Investors to focus on firms' Q2 earnings
SECOND-QUARTER corporate earnings at home are set to grab the attention of investors in the coming weeks, as fears of Greece's exit from the euro zone recede and China's equity rout appears to be levelling off.
Analysts are divided on their outlook this earnings season, as they are split on whether the local economy has turned the corner.
According to the latest official advance estimates, Singapore's economic output shrank 4.6 per cent in the second quarter over the previous quarter.
But last month's non-oil domestic export data - which posted an unexpectedly strong gain of 4.7 per cent year on year, compared with a 0.3 per cent decline in May - could lead to a lift in the final second-quarter economic growth reading, depending on how strong last month's industrial production was, economists say. Singapore's industrial production data for last month is due out on Friday.
Some traders are watching CapitaLand Commercial Trust's second-quarter results, due out before the start of trading on Friday, and those for CapitaLand Mall Trust, due out before 8am on Wednesday, for clues on the health of local office and retail markets.
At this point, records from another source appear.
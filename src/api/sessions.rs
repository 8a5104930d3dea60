//! Tutoring session API endpoints
//!
//! Handles HTTP requests for session management:
//! - GET /api/v1/sessions - List sessions (filterable, paginated)
//! - POST /api/v1/sessions - Book a session
//! - GET /api/v1/sessions/{id} - Get a session
//! - GET /api/v1/sessions/{id}/transitions - Current status and valid next states
//! - POST /api/v1/sessions/{id}/status - Change status
//! - PUT /api/v1/sessions/{id}/tutor - Assign tutor
//!
//! Every route requires the `X-User-Role` header; role capabilities are
//! checked against `AccessPolicy` before the lifecycle service is called.

use axum::{
    extract::{
        rejection::{JsonRejection, PathRejection, QueryRejection},
        Path, Query, State,
    },
    http::StatusCode,
    response::IntoResponse,
    routing::{get, post, put},
    Extension, Json, Router,
};
use serde::{Deserialize, Serialize};

use crate::api::middleware::{Actor, ApiError, AppState};
use crate::models::{
    BookingRequest, ListParams, SessionFilter, SessionStatus, TutoringSession,
};
use crate::services::{get_valid_next_states, SessionAction};

/// Query parameters for session list
#[derive(Debug, Deserialize)]
pub struct ListSessionsQuery {
    #[serde(default)]
    pub status: Option<String>,
    #[serde(default)]
    pub tutor_id: Option<String>,
    #[serde(default)]
    pub student_id: Option<String>,
    #[serde(default = "default_page")]
    pub page: u32,
    #[serde(default = "default_per_page")]
    pub per_page: u32,
}

fn default_page() -> u32 { 1 }
fn default_per_page() -> u32 { 20 }

/// Request body for a status change
#[derive(Debug, Deserialize)]
pub struct StatusChangeRequest {
    pub status: String,
}

/// Request body for tutor assignment
#[derive(Debug, Deserialize)]
pub struct AssignTutorRequest {
    pub tutor_id: String,
}

/// Response for a single session
#[derive(Debug, Serialize)]
pub struct SessionResponse {
    pub id: i64,
    pub status: SessionStatus,
    pub scheduled_at: String,
    pub started_at: Option<String>,
    pub ended_at: Option<String>,
    pub tutor_id: Option<String>,
    pub student_id: String,
    #[serde(skip_serializing_if = "Option::is_none")]
    pub topic: Option<String>,
    /// Seconds between start and end, once both are known
    #[serde(skip_serializing_if = "Option::is_none")]
    pub duration_seconds: Option<i64>,
    pub valid_next_states: Vec<SessionStatus>,
    pub created_at: String,
    pub updated_at: String,
}

impl From<TutoringSession> for SessionResponse {
    fn from(session: TutoringSession) -> Self {
        let duration_seconds = session.duration().map(|d| d.num_seconds());
        Self {
            id: session.id,
            status: session.status,
            scheduled_at: session.scheduled_at.to_rfc3339(),
            started_at: session.started_at.map(|dt| dt.to_rfc3339()),
            ended_at: session.ended_at.map(|dt| dt.to_rfc3339()),
            tutor_id: session.tutor_id,
            student_id: session.student_id,
            topic: session.topic,
            duration_seconds,
            valid_next_states: get_valid_next_states(session.status),
            created_at: session.created_at.to_rfc3339(),
            updated_at: session.updated_at.to_rfc3339(),
        }
    }
}

/// Response for session list
#[derive(Debug, Serialize)]
pub struct SessionListResponse {
    pub sessions: Vec<SessionResponse>,
    pub total: i64,
    pub page: u32,
    pub per_page: u32,
    pub total_pages: u32,
    pub has_next: bool,
}

/// Response for the transitions endpoint
#[derive(Debug, Serialize)]
pub struct TransitionsResponse {
    pub session_id: i64,
    pub current_status: SessionStatus,
    pub valid_next_states: Vec<SessionStatus>,
    pub terminal: bool,
}

/// Build the sessions router
pub fn router() -> Router<AppState> {
    Router::new()
        .route("/sessions", get(list_sessions).post(create_session))
        .route("/sessions/{id}", get(get_session))
        .route("/sessions/{id}/transitions", get(get_transitions))
        .route("/sessions/{id}/status", post(change_status))
        .route("/sessions/{id}/tutor", put(assign_tutor))
}

fn json_body<T>(payload: Result<Json<T>, JsonRejection>) -> Result<T, ApiError> {
    payload
        .map(|Json(body)| body)
        .map_err(|e| ApiError::validation_error(e.body_text()))
}

fn session_id(path: Result<Path<i64>, PathRejection>) -> Result<i64, ApiError> {
    path.map(|Path(id)| id)
        .map_err(|e| ApiError::validation_error(e.body_text()))
}

fn parse_status(raw: &str) -> Result<SessionStatus, ApiError> {
    raw.parse()
        .map_err(|e: anyhow::Error| ApiError::validation_error(e.to_string()))
}

/// GET /api/v1/sessions - List sessions
async fn list_sessions(
    State(state): State<AppState>,
    Extension(Actor(role)): Extension<Actor>,
    query: Result<Query<ListSessionsQuery>, QueryRejection>,
) -> Result<Json<SessionListResponse>, ApiError> {
    state.policy.authorize(role, SessionAction::Read)?;
    let Query(query) = query.map_err(|e| ApiError::validation_error(e.body_text()))?;

    let filter = SessionFilter {
        status: query.status.as_deref().map(parse_status).transpose()?,
        tutor_id: query.tutor_id,
        student_id: query.student_id,
    };
    let params = ListParams::new(query.page, query.per_page);

    let result = state.lifecycle.list_sessions(&filter, &params).await?;
    let total_pages = result.total_pages();
    let has_next = result.has_next();

    Ok(Json(SessionListResponse {
        sessions: result.items.into_iter().map(SessionResponse::from).collect(),
        total: result.total,
        page: result.page,
        per_page: result.per_page,
        total_pages,
        has_next,
    }))
}

/// POST /api/v1/sessions - Book a session
async fn create_session(
    State(state): State<AppState>,
    Extension(Actor(role)): Extension<Actor>,
    payload: Result<Json<BookingRequest>, JsonRejection>,
) -> Result<impl IntoResponse, ApiError> {
    state.policy.authorize(role, SessionAction::Book)?;
    let booking = json_body(payload)?;

    let session = state.lifecycle.create_session_with_validation(booking).await?;
    Ok((StatusCode::CREATED, Json(SessionResponse::from(session))))
}

/// GET /api/v1/sessions/{id} - Get a session
async fn get_session(
    State(state): State<AppState>,
    Extension(Actor(role)): Extension<Actor>,
    path: Result<Path<i64>, PathRejection>,
) -> Result<Json<SessionResponse>, ApiError> {
    state.policy.authorize(role, SessionAction::Read)?;
    let id = session_id(path)?;
    let session = state.lifecycle.get_session(id).await?;
    Ok(Json(SessionResponse::from(session)))
}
Meanwhile, news last Friday that China has made up to 3 trillion yuan (S$660 billion) of funding available to government agency China Securities Finance Corp to stem a stock-market rout, which has roiled financial markets worldwide in recent weeks, should help stabilise regional bourses.
The money may be used to buy shares and provide liquidity to brokerages, reports say.
A recovery in Chinese home prices for a second straight month may give a fillip to CapitaLand, which has exposure in China, analysts say.
Average new home prices across China rose 0.4 per cent last month from May, according to Reuters calculations from official data out on Saturday. That was a stronger gain than the 0.2 per cent rise in May, the first monthly increase since April last year.
This is seen as a sign of bottoming out for one of China's key sectors and should ease fears of a sharp economic slowdown.
Traders are also looking for signs on the health of the global economy from purchasing managers' index (PMI) factory data from China, Germany, France and the United States, all due on Friday.
"Flash HSBC PMI manufacturing data for China should give us further clues on whether the government will introduce more stimulus measures," CMC Markets analyst Nicholas Teo said.
"If manufacturing activity is expanding in all those countries, that will show the global economy is recovering, which should have a positive impact on our market," he added.
Reports on state-investment firm Temasek Holdings having put Neptune Orient Lines (NOL) up for sale may fan tailwinds for the struggling container shipping firm this week. The stock closed on Thursday at 87.5 cents, up 0.6 per cent, or 0.5 cent on 4.23 million shares traded.
The potential sale of the entire company was made easier when NOL, 65 per cent-owned by Temasek, announced earlier this year the sale of its profitable logistics business, APL Logistics, for US$1.2 billion (S$1.6 billion) to Japan's Kintetsu World Express.